The new Home Secretary blasted the social media giant’s intention to introduce end-to-end encryption on Facebook messenger.
She urged them to create a ‘back door’ for intelligence agencies such as GCHQ to access messages in cases such as child abuse in the Daily Telegraph.
Patel wrote: ‘Where systems are deliberately designed using end-to-end encryption, which prevents any form of access to content, no matter what crimes that may enable, we must act.’
Priti Patel has said Facebook’s plans for greater encryption will hurt the fight against terrorists and paedophiles
Facebook boss Zuckerberg’s plans for end-to-end encryption will rebuild users’ trust, he says
In a March 6 blog post, Facebook CEO Mark Zuckerberg promised to rebuild based on six ‘privacy-focused’ principles:
- Private interactions
- Reducing permanence
- Secure data storage
Zuckerberg promised end-to-end encryption for all of its messaging services.
He also said moving forward, the firm won’t hold onto messages or stories for ‘longer than necessary’ or ‘longer than people want them.’
Facebook also hopes to improve users’ trust in how it stores their data.
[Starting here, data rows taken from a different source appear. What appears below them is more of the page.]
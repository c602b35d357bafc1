//! Meeting detail outline: five fixed leaves, each composed of the non-empty
//! extraction tables that belong to it.

use super::{
    columns, data_section,
    format::{display_text, format_datetime, DEFAULT_SEPARATOR},
    table::{TableBuilder, TableColumn, TableView},
    ContentBlock, EmptySectionPolicy, FieldEntry, Section, NO_DATA,
};
use crate::documents::{
    kinds::{MeetingExtractions, MeetingInfo},
    FieldValue, MeetingDocument, Record,
};

pub fn build(meeting: &MeetingDocument, policy: EmptySectionPolicy) -> Vec<Section> {
    let empty = MeetingExtractions::default();
    let extractions = meeting.extractions.as_ref().unwrap_or(&empty);

    let overview = data_section(
        policy,
        meeting.meeting.is_some(),
        || {
            Section::leaf(
                "meeting-overview",
                "Meeting Overview",
                "overview",
                overview_blocks(meeting.meeting.as_ref(), meeting.files.len()),
            )
        },
        || {
            Section::leaf(
                "meeting-overview",
                "Meeting Overview",
                "overview",
                vec![ContentBlock::empty("No meeting overview data available")],
            )
        },
    );

    let org_structure = vec![
        sub_table(
            "Business Units & Teams",
            &extractions.bu_teams,
            &columns::business_unit_columns(),
        ),
        sub_table("Personas", &extractions.personas, &columns::persona_columns()),
    ];
    let requirements = vec![
        sub_table(
            "Requirements",
            &extractions.requirements,
            &columns::requirement_columns(),
        ),
        sub_table(
            "Modules and Processes",
            &extractions.modules_processes,
            &columns::module_columns(),
        ),
        sub_table(
            "Pain Points",
            &extractions.pain_points,
            &columns::pain_point_columns(),
        ),
        sub_table(
            "Current State (As-is)",
            &extractions.current_state,
            &columns::state_columns(),
        ),
        sub_table(
            "Target State (To-be)",
            &extractions.target_state,
            &columns::state_columns(),
        ),
    ];
    let raidd = vec![
        sub_table(
            "Risks and Issues",
            &extractions.risks_issues,
            &columns::risk_issue_columns(),
        ),
        sub_table(
            "Action Items",
            &extractions.action_items,
            &columns::action_item_columns(),
        ),
        sub_table("Decisions", &extractions.decisions, &columns::decision_columns()),
        sub_table(
            "Dependencies",
            &extractions.dependencies,
            &columns::dependency_columns(),
        ),
    ];
    let data_systems = vec![
        sub_table(
            "Applications to be Integrated",
            &extractions.integrations,
            &columns::integration_columns(),
        ),
        sub_table(
            "Data Migration",
            &extractions.data_migration,
            &columns::data_migration_columns(),
        ),
        sub_table("Data Model", &extractions.data_model, &columns::data_model_columns()),
        sub_table(
            "List of Metadata names to be updated / upgraded",
            &extractions.metadata_updates,
            &columns::metadata_update_columns(),
        ),
    ];

    [
        overview,
        grouped(policy, ("org-structure", "Org structure", "corporate_fare"), org_structure),
        grouped(policy, ("requirements", "Requirements", "assignment"), requirements),
        grouped(policy, ("raidd", "RAIDD", "warning"), raidd),
        grouped(policy, ("data-systems", "Data & Systems", "storage"), data_systems),
    ]
    .into_iter()
    .flatten()
    .collect()
}

fn overview_blocks(info: Option<&MeetingInfo>, file_count: usize) -> Vec<ContentBlock> {
    let Some(info) = info else {
        return Vec::new();
    };
    let mut fields = vec![
        FieldEntry {
            label: "Date & Time".to_string(),
            value: format_datetime(info.meeting_datetime.as_ref().and_then(FieldValue::as_text)),
            icon: Some("schedule".to_string()),
        },
        FieldEntry {
            label: "Status".to_string(),
            value: display_text(info.status.as_ref(), DEFAULT_SEPARATOR),
            icon: Some("label".to_string()),
        },
    ];
    if info.stakeholders.is_some() {
        fields.push(FieldEntry {
            label: "Stakeholders".to_string(),
            value: display_text(info.stakeholders.as_ref(), ", "),
            icon: Some("group".to_string()),
        });
    }
    if file_count > 0 {
        fields.push(FieldEntry {
            label: "Files".to_string(),
            value: format!("{file_count} uploaded"),
            icon: Some("attach_file".to_string()),
        });
    }

    let mut blocks = vec![ContentBlock::Fields { fields }];
    if let Some(details) = info.meeting_details.as_ref() {
        blocks.push(ContentBlock::heading("Meeting Details"));
        blocks.push(ContentBlock::paragraph(display_text(
            Some(details),
            DEFAULT_SEPARATOR,
        )));
    }
    blocks
}

fn sub_table<R>(title: &str, records: &[Record<R>], columns: &[TableColumn<R>]) -> Option<TableView> {
    if records.is_empty() {
        return None;
    }
    Some(
        TableBuilder::new(columns)
            .title(title)
            .show_created(false)
            .build(records),
    )
}

fn grouped(
    policy: EmptySectionPolicy,
    (id, title, icon): (&str, &str, &str),
    tables: Vec<Option<TableView>>,
) -> Option<Section> {
    let blocks: Vec<ContentBlock> = tables
        .into_iter()
        .flatten()
        .map(ContentBlock::Table)
        .collect();
    data_section(
        policy,
        !blocks.is_empty(),
        || Section::leaf(id, title, icon, blocks),
        || Section::leaf(id, title, icon, vec![ContentBlock::empty(NO_DATA)]),
    )
}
Zuckerberg promised the site ‘won’t store sensitive data in countries with weak records on human rights like privacy and freedom of expression in order to protect data from being improperly accessed.’
One idea floated by GCHQ is a so-called ‘ghost protocol’ which would avoid breaking any encryption, but would instead require encrypted messaging services to effectively ‘copy in’ the message to a third party.
The intelligence agency said it would be no more intrusive than wiretapping non-encrypted communications.
Patel added: ‘[End-to-end encryption] will also hamper our own law enforcement agencies, and those of our allies, in their ability to identify and stop criminals abusing children, trafficking drugs, weapons and people, or terrorists plotting attacks.’
Facebook’s founder Mark Zuckerberg announced plans for end-to-end encryption on messenger at the start of May. The plans would mean it offers the same level of privacy as its WhatsApp service.
Speaking at Facebook’s F8 developers’ conference in San Jose, he boasted that the change would offer users ‘intimate spaces’ where they can speak with ‘complete confidence’ that their communications will remain private’.
Developers at the F8 developer conference were also told how they could plan things like ‘political protests’ on encrypted platforms, safe from inspection by anyone, including governments of Facebook itself.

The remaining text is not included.